## Directions:
Please restate each entry word for word.

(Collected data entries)
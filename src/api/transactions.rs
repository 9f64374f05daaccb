use axum::extract::State;
use axum::Json;

use super::AppState;
use crate::chain::{Receipt, Transaction};
use crate::error::AppError;

/// Execute a transaction. Contract-level failures still answer 200 with a
/// receipt whose `success` is false.
pub async fn post_transaction(
    State(state): State<AppState>,
    Json(tx): Json<Transaction>,
) -> Result<Json<Receipt>, AppError> {
    let receipt = state.node.submit(tx).await?;
    Ok(Json(receipt))
}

## Output:
filename src/api/transactions.rs
repository 9f64374f05daaccb
use axum::extract::State;
use axum::Json;

use super::AppState;
use crate::chain::{Receipt, Transaction};
use crate::error::AppError;

/// Execute a transaction. Contract-level failures still answer 200 with a
/// receipt whose `success` is false.
pub async fn post_transaction(
    State(state): State<AppState>,
    Json(tx): Json<Transaction>,
) -> Result<Json<Receipt>, AppError> {
    let receipt = state.node.submit(tx).await?;
    Ok(Json(receipt))
}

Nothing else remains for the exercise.